= Beginning of Section =

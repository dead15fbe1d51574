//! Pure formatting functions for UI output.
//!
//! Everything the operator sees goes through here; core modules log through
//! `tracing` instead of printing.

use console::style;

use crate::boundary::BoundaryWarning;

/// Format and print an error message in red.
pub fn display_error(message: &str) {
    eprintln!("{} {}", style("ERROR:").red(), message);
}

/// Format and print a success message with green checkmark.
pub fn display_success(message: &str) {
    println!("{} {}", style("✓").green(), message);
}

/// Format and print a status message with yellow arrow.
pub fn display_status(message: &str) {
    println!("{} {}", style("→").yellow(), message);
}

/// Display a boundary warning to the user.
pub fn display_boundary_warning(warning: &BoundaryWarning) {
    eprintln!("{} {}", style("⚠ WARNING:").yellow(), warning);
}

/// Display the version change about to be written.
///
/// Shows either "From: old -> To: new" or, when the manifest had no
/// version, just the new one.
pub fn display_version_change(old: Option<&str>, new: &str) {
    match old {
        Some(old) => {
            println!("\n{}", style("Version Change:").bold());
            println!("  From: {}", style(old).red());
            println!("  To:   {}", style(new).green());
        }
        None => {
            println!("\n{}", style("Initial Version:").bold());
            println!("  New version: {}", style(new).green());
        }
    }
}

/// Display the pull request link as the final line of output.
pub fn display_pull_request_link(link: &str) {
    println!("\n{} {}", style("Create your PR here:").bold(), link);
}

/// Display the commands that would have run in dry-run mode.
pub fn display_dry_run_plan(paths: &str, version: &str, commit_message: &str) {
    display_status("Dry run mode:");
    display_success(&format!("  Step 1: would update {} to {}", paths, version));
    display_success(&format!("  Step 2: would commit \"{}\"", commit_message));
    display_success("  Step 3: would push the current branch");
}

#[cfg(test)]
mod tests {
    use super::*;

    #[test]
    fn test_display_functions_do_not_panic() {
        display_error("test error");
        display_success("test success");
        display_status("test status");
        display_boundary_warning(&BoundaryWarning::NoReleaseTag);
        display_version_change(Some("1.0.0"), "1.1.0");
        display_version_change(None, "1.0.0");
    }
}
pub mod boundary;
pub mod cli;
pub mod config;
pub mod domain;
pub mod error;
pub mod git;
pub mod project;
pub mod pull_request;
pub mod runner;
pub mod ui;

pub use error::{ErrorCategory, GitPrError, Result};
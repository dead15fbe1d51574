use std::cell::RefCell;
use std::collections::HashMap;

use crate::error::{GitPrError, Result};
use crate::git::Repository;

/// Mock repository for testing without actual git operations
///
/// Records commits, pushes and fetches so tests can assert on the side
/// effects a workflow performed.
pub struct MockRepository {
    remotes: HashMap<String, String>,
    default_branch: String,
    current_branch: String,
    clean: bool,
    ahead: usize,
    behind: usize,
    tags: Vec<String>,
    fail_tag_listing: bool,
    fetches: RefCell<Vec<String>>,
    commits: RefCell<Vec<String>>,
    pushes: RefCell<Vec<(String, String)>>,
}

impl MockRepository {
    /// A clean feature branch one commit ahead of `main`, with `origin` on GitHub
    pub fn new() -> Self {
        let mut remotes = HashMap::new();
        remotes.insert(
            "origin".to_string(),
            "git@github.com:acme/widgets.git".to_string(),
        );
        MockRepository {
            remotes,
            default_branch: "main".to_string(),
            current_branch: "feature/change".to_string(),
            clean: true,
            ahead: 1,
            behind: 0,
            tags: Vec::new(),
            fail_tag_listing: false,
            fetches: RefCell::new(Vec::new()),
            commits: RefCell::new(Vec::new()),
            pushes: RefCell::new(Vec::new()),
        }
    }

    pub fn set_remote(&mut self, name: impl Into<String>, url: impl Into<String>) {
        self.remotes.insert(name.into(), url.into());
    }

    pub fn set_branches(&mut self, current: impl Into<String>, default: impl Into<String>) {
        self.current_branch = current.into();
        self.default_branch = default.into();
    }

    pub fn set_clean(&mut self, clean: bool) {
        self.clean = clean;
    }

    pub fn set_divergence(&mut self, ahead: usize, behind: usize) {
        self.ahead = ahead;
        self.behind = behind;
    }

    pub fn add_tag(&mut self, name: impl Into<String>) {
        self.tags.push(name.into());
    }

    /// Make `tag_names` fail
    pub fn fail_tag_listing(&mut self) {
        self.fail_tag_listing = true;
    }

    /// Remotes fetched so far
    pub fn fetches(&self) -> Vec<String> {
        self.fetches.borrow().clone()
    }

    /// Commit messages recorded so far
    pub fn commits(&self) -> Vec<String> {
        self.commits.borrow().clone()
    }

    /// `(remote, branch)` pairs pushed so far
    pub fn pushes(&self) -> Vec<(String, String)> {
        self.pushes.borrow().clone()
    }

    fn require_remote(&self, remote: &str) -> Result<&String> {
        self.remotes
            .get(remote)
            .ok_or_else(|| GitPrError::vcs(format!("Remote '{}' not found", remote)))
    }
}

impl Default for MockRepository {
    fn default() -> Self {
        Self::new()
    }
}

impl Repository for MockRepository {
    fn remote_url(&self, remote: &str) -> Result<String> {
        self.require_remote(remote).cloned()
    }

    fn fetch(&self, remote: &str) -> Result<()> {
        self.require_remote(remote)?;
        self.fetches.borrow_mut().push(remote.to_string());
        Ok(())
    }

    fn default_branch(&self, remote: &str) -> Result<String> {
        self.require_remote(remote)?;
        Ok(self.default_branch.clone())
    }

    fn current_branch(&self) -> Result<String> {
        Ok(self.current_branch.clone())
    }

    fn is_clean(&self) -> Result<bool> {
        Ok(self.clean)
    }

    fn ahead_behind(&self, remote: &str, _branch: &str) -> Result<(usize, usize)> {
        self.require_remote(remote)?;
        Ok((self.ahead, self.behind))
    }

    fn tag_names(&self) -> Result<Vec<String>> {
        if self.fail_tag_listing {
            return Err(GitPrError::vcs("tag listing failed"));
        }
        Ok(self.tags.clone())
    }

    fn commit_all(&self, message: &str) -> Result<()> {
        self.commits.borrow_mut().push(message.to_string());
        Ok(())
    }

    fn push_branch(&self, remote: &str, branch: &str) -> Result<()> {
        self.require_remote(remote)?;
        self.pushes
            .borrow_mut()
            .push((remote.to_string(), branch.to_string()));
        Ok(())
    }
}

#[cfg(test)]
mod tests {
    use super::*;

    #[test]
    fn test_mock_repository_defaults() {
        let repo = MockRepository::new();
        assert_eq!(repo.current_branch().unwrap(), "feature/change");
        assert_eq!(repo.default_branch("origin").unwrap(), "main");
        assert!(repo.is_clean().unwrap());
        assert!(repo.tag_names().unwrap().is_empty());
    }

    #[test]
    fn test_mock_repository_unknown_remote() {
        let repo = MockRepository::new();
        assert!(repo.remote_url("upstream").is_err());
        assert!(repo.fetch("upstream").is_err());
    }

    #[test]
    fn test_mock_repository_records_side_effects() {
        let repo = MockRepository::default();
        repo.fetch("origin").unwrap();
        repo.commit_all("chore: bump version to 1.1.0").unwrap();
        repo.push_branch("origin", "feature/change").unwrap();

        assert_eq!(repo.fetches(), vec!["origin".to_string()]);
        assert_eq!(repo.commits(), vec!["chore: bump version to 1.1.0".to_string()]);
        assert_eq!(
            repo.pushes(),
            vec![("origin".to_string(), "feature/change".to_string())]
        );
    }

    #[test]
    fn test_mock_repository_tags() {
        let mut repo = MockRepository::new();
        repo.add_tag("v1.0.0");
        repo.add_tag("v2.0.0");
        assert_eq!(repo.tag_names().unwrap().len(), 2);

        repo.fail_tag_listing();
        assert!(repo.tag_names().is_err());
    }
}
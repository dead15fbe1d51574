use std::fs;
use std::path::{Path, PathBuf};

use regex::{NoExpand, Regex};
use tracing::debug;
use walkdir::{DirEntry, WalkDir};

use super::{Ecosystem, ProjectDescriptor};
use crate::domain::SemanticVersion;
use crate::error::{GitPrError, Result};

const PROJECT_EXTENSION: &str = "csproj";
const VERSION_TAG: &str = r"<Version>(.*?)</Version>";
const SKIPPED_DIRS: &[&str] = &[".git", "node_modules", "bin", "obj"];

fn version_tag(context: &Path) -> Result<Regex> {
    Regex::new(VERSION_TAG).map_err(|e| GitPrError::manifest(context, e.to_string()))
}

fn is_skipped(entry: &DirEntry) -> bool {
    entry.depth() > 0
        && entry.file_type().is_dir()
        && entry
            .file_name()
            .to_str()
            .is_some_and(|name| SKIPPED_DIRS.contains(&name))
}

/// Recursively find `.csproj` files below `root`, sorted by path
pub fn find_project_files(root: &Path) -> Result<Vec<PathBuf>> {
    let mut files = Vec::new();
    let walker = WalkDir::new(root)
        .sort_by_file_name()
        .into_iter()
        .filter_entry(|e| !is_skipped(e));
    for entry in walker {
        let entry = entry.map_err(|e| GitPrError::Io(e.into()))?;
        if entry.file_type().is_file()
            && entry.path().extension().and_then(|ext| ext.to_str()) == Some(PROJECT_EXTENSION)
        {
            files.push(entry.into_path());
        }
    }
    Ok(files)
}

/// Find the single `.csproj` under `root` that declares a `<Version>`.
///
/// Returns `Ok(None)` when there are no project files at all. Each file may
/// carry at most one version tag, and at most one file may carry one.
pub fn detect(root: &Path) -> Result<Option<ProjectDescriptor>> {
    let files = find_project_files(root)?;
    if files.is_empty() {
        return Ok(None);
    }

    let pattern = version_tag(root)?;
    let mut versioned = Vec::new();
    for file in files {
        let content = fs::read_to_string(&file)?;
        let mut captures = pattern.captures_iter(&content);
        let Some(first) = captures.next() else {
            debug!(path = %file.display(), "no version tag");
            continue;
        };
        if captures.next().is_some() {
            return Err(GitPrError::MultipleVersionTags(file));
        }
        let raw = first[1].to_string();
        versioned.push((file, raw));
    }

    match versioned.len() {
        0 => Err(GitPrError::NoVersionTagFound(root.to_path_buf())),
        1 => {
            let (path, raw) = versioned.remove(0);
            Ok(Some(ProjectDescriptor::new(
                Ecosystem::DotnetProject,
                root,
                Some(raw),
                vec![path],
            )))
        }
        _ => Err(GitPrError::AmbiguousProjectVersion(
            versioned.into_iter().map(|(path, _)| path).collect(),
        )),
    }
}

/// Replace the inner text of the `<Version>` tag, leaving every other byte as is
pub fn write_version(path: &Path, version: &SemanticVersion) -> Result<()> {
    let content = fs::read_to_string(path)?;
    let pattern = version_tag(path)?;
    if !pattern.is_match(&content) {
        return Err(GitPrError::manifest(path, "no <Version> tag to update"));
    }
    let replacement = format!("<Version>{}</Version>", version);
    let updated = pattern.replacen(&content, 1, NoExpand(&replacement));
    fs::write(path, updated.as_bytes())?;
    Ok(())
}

= End of Section =
= Beginning of Section =

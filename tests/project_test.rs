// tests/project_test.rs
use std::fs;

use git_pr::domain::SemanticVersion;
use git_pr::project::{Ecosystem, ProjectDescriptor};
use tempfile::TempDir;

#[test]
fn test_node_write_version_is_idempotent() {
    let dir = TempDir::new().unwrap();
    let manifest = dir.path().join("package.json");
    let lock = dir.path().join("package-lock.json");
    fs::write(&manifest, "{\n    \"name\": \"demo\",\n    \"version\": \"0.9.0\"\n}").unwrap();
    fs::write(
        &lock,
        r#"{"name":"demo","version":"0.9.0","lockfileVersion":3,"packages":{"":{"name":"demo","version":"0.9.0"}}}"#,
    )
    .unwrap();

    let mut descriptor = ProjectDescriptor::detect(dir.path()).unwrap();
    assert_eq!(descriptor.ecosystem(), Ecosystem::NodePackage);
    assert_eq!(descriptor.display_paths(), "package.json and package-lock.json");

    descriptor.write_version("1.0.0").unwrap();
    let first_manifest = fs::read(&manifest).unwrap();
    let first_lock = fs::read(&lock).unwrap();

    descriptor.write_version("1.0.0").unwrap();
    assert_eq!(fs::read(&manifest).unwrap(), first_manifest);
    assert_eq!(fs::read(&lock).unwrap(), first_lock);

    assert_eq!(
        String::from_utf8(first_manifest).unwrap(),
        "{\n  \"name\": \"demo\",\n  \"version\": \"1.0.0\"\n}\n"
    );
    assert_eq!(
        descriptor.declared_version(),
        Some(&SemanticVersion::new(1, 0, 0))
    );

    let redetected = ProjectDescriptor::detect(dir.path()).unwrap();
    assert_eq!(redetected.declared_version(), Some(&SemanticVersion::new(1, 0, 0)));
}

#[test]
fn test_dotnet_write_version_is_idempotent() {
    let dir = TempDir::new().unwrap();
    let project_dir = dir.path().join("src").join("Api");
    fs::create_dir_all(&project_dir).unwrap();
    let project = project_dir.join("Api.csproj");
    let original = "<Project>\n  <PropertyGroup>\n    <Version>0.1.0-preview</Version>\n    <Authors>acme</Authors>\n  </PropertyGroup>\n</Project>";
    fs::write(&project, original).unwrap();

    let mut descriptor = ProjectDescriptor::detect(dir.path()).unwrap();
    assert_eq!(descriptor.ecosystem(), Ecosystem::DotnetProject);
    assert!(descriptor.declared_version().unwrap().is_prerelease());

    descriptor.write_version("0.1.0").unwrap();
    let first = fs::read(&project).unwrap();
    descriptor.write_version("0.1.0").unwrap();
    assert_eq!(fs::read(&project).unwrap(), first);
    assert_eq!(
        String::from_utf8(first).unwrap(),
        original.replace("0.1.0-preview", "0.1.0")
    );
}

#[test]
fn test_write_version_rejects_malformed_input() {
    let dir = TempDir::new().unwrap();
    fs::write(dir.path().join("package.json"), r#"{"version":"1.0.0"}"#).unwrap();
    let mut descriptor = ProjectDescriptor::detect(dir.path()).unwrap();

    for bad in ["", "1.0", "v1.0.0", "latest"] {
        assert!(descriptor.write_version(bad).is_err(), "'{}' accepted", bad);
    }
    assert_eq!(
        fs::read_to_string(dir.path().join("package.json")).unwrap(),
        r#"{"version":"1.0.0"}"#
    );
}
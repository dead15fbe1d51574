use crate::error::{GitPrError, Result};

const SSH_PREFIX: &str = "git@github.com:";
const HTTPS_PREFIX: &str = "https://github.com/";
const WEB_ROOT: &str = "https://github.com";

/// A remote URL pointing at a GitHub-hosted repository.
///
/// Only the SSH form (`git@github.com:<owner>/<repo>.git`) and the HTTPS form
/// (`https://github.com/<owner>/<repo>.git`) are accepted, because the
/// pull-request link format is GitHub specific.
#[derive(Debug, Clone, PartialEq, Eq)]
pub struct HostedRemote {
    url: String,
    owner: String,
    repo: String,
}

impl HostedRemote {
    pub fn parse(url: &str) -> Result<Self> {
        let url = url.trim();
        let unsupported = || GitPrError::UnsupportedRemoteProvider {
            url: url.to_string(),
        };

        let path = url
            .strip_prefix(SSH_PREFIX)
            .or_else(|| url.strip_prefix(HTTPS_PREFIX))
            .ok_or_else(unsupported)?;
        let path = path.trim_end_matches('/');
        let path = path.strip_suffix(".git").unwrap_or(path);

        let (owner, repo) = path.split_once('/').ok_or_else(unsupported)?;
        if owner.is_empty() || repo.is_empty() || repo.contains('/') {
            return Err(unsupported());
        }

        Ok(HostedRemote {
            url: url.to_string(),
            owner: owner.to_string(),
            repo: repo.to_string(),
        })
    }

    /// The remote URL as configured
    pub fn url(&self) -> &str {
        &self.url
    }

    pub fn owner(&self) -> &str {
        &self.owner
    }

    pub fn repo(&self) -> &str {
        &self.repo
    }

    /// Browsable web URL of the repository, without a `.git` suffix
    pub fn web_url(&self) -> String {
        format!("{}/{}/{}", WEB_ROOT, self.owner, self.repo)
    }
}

= End of Section =

Exercise objective - Go through the material and copy out every line with "Step" in it.

Exercise solution -
    display_success(&format!("  Step 1: would update {} to {}", paths, version));
    display_success(&format!("  Step 2: would commit \"{}\"", commit_message));
    display_success("  Step 3: would push the current branch");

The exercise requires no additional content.